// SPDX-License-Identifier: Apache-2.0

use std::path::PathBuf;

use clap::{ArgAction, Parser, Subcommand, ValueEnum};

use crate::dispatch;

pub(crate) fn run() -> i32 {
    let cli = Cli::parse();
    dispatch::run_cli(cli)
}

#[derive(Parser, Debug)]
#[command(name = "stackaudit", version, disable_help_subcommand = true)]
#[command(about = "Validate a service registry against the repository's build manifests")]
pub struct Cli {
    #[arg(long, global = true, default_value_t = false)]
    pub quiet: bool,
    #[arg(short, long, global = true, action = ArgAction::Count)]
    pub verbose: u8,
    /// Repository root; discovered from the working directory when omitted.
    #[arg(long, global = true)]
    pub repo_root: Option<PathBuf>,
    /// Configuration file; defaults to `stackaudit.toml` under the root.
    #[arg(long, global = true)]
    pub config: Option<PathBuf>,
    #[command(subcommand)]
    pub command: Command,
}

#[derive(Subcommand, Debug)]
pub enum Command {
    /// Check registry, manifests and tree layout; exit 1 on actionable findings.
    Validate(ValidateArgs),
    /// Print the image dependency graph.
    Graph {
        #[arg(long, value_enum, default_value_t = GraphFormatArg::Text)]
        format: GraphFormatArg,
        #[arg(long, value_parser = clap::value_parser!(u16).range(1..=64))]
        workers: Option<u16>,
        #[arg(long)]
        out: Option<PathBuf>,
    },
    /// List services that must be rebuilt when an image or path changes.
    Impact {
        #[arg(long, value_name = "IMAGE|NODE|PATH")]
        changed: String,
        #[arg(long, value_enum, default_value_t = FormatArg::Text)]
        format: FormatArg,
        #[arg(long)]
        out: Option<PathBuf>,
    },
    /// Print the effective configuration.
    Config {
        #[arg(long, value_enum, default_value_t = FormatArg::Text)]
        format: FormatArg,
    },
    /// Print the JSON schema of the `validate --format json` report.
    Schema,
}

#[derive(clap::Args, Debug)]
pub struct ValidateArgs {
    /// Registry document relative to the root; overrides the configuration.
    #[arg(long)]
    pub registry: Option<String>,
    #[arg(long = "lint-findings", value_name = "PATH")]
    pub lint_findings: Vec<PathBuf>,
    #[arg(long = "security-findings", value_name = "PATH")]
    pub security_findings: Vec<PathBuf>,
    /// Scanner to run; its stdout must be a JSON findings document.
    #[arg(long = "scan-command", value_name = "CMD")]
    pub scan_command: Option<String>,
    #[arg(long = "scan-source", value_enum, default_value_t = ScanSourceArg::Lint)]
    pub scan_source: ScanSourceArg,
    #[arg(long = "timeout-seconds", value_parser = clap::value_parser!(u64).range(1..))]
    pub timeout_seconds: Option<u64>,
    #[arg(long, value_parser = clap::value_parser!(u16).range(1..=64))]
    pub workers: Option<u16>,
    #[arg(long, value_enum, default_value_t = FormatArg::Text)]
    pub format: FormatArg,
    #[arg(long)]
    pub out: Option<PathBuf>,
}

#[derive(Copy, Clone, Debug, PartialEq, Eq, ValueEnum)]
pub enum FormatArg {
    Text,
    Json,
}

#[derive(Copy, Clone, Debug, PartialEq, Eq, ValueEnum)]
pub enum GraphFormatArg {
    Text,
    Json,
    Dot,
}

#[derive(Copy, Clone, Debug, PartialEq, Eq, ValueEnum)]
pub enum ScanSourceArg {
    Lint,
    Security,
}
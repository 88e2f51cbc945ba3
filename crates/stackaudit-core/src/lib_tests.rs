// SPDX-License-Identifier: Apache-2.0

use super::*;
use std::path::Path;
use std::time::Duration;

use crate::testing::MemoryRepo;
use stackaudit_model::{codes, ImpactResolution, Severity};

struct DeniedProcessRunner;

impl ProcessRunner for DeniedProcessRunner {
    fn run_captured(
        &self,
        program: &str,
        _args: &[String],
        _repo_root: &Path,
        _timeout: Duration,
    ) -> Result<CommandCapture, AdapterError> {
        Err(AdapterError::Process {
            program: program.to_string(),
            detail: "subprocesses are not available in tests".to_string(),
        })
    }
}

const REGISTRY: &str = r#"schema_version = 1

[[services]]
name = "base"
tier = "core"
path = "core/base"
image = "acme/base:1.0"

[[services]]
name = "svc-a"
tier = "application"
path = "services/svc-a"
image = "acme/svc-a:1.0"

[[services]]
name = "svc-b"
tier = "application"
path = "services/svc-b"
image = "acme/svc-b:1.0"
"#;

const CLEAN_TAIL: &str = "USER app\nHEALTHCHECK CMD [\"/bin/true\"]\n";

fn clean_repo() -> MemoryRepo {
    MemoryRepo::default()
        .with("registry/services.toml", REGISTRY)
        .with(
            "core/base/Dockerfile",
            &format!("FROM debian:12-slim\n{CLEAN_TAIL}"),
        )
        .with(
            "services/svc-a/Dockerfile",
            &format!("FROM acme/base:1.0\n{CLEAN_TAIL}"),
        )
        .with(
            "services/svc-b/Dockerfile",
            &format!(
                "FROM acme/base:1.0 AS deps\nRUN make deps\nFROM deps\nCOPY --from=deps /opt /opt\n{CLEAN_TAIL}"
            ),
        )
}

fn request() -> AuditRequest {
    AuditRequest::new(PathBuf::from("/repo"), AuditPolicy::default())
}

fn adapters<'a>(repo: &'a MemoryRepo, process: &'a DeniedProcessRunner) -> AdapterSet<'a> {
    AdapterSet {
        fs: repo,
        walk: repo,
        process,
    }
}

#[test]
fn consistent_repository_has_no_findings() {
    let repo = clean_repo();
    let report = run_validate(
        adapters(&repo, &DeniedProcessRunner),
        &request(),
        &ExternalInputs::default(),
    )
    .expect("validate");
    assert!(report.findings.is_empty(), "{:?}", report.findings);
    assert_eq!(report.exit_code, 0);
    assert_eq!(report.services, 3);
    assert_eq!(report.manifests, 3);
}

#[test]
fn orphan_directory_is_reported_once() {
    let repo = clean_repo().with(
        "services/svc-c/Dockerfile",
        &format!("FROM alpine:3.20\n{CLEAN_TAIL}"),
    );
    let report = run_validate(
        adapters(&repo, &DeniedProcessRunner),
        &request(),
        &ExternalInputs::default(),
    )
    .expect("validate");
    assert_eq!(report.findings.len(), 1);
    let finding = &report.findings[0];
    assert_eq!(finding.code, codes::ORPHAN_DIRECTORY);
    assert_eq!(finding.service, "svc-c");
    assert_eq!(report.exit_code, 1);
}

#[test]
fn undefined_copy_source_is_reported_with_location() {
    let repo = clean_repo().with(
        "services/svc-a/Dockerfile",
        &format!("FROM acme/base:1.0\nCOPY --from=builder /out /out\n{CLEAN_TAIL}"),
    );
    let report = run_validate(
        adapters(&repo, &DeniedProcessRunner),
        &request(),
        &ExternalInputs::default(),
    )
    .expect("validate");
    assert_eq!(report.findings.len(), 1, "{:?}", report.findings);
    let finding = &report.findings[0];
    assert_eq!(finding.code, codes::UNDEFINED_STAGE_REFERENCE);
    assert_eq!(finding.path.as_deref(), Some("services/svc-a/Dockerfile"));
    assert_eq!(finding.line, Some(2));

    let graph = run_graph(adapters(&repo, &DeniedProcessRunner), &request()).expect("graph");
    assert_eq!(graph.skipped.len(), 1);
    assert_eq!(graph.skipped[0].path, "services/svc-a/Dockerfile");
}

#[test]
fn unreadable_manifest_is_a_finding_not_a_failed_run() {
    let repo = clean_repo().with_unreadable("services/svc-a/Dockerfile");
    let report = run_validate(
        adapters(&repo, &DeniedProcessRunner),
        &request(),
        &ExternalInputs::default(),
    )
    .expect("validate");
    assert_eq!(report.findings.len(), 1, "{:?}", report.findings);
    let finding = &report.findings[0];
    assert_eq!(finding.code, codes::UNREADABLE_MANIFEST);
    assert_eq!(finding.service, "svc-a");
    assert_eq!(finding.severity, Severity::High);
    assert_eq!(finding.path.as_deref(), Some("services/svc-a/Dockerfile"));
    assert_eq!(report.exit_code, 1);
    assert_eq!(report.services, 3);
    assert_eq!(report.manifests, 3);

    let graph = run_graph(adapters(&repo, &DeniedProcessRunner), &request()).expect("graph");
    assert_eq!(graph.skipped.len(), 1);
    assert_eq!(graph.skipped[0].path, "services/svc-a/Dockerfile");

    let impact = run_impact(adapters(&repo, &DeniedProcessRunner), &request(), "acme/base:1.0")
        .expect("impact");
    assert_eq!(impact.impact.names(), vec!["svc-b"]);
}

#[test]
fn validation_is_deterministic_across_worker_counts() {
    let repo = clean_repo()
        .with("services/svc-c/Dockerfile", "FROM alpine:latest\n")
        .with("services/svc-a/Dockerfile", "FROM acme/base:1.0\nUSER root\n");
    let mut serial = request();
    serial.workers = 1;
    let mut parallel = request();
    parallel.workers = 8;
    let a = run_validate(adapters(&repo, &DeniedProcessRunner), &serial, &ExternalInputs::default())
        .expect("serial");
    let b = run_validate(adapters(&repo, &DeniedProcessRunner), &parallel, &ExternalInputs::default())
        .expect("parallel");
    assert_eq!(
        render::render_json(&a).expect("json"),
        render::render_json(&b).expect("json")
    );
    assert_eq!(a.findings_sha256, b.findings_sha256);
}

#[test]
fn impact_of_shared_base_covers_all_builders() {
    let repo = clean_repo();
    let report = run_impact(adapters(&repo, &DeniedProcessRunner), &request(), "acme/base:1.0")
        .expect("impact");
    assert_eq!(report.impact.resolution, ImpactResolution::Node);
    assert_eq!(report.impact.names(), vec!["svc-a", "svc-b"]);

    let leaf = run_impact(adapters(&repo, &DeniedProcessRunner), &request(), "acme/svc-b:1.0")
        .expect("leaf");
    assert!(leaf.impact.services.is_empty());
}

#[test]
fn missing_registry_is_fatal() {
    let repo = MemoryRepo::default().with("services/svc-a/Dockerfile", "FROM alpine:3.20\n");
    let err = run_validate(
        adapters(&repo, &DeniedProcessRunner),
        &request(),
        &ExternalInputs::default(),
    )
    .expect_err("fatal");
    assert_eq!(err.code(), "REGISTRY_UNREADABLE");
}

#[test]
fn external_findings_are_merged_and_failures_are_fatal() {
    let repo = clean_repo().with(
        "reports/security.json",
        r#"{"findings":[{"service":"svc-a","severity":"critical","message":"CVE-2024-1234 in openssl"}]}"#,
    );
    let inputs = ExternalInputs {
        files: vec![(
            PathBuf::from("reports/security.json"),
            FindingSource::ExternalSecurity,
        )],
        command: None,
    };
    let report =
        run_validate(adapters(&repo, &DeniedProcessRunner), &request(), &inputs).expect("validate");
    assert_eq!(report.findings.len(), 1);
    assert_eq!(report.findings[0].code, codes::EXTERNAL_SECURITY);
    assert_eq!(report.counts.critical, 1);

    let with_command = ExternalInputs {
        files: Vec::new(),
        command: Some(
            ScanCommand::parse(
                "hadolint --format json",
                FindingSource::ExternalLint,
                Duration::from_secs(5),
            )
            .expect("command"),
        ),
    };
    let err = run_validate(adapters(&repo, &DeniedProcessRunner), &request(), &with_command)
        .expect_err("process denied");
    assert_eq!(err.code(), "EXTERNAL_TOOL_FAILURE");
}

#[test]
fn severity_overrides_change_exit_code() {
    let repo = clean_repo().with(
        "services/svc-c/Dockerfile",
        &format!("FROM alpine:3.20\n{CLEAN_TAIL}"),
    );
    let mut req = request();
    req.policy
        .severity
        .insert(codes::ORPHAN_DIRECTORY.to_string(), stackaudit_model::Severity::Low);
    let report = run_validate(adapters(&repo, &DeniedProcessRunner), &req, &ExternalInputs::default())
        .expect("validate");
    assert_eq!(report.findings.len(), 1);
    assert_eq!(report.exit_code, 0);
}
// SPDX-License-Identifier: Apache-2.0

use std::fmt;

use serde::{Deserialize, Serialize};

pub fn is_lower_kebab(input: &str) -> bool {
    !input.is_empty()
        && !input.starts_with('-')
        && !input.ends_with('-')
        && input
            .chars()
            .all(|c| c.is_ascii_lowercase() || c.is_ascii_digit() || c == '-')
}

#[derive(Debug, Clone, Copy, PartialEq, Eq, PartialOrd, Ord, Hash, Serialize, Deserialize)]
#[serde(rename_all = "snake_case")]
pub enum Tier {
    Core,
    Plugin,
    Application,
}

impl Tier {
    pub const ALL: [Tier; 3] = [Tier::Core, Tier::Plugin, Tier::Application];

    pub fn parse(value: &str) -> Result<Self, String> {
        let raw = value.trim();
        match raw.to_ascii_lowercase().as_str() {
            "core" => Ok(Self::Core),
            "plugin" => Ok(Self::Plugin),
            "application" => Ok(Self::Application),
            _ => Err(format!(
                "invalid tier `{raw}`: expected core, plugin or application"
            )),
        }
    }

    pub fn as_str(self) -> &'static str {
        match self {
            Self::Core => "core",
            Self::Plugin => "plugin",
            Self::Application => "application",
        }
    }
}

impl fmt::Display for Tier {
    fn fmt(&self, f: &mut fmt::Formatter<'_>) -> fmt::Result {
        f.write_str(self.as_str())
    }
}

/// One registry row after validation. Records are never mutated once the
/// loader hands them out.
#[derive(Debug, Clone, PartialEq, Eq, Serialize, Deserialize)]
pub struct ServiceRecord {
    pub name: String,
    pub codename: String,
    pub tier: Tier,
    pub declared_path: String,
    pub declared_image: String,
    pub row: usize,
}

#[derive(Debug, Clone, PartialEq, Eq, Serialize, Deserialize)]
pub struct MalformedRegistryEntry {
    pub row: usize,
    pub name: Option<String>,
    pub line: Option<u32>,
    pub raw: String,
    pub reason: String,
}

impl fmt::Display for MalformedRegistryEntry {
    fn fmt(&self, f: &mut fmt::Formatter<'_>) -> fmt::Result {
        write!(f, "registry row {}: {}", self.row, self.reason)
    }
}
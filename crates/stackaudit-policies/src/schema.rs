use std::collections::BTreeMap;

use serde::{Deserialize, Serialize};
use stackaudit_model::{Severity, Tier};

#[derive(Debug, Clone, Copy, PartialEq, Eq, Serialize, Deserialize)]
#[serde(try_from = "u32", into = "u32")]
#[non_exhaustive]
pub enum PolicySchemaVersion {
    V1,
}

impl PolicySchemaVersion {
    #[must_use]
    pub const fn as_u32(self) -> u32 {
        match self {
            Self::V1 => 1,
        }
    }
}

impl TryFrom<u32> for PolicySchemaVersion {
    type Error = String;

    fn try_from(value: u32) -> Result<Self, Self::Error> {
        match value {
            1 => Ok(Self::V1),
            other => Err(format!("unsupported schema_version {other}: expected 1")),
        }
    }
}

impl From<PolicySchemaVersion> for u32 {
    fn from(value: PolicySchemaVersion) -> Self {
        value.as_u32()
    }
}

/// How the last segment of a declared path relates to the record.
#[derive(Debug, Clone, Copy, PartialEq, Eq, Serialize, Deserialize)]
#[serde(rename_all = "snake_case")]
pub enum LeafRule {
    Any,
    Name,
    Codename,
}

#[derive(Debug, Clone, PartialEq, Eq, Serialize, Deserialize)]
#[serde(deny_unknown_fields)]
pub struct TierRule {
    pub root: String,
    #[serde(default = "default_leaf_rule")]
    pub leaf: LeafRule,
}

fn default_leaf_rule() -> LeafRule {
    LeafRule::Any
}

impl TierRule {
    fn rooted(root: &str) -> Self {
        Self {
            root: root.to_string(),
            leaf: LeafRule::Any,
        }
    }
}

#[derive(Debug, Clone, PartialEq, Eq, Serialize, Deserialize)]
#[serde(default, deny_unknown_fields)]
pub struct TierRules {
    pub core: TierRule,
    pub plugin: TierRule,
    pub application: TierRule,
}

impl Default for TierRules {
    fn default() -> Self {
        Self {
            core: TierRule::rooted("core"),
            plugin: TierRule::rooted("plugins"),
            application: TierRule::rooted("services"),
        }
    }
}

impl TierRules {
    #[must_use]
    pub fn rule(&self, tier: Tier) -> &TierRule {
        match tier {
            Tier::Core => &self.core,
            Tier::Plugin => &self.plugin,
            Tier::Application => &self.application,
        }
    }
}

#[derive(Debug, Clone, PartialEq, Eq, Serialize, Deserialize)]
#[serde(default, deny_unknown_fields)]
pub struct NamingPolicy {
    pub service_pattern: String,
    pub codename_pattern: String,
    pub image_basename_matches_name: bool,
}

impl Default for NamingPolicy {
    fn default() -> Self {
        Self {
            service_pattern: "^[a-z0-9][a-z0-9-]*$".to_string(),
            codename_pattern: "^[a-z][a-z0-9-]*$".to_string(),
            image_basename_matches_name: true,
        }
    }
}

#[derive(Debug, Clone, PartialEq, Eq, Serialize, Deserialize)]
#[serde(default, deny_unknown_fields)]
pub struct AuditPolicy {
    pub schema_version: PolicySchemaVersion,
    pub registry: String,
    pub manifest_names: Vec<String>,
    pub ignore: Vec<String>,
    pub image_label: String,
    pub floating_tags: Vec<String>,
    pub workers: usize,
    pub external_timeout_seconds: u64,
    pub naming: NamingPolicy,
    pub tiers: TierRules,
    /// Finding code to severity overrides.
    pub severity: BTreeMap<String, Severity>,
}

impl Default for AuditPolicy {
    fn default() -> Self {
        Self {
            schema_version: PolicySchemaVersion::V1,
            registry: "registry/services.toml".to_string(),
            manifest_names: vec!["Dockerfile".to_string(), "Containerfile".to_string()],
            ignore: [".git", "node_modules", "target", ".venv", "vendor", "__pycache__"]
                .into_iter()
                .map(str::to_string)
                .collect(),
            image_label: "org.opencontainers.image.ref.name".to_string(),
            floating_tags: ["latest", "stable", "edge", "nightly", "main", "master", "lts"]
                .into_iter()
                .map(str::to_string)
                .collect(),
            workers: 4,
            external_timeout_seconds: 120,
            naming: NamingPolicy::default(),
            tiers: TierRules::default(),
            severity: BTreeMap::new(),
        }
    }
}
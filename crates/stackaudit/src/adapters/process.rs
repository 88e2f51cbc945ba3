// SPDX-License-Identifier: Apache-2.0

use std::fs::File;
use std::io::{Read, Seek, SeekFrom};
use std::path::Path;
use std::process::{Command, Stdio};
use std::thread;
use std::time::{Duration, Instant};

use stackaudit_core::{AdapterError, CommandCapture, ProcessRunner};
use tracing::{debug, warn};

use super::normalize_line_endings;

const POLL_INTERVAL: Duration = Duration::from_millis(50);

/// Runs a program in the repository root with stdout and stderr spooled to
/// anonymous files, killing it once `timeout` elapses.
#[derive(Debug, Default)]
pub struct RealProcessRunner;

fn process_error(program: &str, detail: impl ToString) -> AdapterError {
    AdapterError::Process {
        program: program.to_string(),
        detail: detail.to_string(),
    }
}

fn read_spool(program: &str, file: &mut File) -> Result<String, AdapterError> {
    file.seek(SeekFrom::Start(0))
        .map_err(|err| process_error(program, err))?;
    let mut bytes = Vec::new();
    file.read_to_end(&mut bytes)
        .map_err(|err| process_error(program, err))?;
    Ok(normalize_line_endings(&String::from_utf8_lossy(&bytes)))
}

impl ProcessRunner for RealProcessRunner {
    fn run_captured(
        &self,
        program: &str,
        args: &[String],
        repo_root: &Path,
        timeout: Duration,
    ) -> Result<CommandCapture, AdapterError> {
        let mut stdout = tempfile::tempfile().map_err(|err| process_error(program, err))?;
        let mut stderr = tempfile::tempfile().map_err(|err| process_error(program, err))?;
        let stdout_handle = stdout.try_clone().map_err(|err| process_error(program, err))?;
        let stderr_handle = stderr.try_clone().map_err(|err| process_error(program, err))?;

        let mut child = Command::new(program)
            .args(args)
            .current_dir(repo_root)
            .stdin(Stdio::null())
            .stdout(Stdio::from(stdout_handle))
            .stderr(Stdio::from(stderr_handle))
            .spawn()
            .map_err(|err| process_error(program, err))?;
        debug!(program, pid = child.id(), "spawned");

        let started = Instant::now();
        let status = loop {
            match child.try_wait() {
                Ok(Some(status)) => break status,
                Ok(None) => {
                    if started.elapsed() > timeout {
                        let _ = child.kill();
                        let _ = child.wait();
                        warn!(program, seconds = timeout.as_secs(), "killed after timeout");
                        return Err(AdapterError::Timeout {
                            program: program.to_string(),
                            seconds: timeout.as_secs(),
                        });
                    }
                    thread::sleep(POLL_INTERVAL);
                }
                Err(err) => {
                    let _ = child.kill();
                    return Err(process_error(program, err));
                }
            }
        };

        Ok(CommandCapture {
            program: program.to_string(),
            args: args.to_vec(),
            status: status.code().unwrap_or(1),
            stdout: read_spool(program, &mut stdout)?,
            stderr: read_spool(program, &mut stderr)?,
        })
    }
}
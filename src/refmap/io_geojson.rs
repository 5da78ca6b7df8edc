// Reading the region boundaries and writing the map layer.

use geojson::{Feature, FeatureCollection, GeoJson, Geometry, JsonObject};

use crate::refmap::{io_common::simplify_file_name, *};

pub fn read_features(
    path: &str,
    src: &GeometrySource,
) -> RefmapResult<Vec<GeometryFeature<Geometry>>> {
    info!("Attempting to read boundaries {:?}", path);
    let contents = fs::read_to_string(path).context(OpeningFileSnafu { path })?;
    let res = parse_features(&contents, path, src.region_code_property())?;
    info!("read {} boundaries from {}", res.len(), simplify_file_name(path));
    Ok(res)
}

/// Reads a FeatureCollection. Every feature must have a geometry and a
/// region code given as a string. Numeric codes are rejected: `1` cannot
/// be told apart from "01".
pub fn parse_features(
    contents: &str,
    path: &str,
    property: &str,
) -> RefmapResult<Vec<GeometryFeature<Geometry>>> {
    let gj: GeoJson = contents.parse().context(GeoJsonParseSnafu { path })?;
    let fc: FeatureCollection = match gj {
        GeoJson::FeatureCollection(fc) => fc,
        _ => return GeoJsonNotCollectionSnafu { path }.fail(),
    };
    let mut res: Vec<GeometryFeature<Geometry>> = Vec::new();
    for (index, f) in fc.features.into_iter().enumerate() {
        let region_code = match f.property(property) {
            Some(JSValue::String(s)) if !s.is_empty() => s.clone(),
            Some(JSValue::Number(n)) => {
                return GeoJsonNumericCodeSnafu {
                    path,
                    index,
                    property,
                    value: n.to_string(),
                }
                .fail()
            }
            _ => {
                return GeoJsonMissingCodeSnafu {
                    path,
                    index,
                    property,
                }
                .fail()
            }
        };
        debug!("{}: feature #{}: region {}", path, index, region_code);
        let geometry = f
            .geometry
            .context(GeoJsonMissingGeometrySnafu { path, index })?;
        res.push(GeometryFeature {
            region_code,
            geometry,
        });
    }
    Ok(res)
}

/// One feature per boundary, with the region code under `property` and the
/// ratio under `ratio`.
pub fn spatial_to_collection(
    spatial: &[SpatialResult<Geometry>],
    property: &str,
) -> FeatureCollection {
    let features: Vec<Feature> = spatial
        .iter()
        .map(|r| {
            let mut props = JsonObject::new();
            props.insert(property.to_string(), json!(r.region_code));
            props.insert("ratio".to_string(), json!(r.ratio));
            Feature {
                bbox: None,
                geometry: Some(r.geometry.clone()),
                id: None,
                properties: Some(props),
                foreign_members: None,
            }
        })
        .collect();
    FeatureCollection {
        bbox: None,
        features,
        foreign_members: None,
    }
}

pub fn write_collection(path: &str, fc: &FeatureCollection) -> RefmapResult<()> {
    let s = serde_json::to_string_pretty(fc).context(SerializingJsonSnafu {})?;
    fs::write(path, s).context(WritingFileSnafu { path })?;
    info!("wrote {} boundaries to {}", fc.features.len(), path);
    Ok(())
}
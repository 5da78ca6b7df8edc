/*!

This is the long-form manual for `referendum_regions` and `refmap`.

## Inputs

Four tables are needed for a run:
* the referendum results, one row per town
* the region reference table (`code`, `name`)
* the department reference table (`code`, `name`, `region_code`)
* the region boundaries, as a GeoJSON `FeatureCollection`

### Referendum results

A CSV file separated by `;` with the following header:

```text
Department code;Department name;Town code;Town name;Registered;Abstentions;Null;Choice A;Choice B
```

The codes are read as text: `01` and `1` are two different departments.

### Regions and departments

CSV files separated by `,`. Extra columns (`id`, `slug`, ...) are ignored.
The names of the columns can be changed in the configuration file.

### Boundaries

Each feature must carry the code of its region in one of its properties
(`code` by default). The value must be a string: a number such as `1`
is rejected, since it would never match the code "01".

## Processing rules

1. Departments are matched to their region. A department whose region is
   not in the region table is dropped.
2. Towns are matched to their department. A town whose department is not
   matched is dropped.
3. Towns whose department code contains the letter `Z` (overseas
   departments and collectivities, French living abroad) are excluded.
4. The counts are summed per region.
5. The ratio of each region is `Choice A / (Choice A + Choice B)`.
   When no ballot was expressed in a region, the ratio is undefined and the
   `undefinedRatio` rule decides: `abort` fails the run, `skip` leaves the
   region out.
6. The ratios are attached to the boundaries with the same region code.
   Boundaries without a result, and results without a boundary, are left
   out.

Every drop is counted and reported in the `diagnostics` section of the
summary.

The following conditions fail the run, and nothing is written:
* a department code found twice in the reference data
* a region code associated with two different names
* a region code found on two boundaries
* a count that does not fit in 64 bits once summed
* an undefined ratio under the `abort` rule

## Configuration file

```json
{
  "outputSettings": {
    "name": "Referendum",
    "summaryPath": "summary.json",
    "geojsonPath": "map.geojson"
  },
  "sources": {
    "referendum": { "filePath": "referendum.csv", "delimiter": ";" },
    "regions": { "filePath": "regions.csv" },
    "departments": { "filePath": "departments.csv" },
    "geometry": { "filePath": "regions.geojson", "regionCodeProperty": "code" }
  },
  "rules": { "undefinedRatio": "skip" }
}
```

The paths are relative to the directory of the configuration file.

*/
--*--
**TASK ITEM:** Extract from the material all lines containing the string "NamingPolicy".

**EXERCISE RESPONSE:**
pub struct NamingPolicy {
impl Default for NamingPolicy {
    pub naming: NamingPolicy,
            naming: NamingPolicy::default(),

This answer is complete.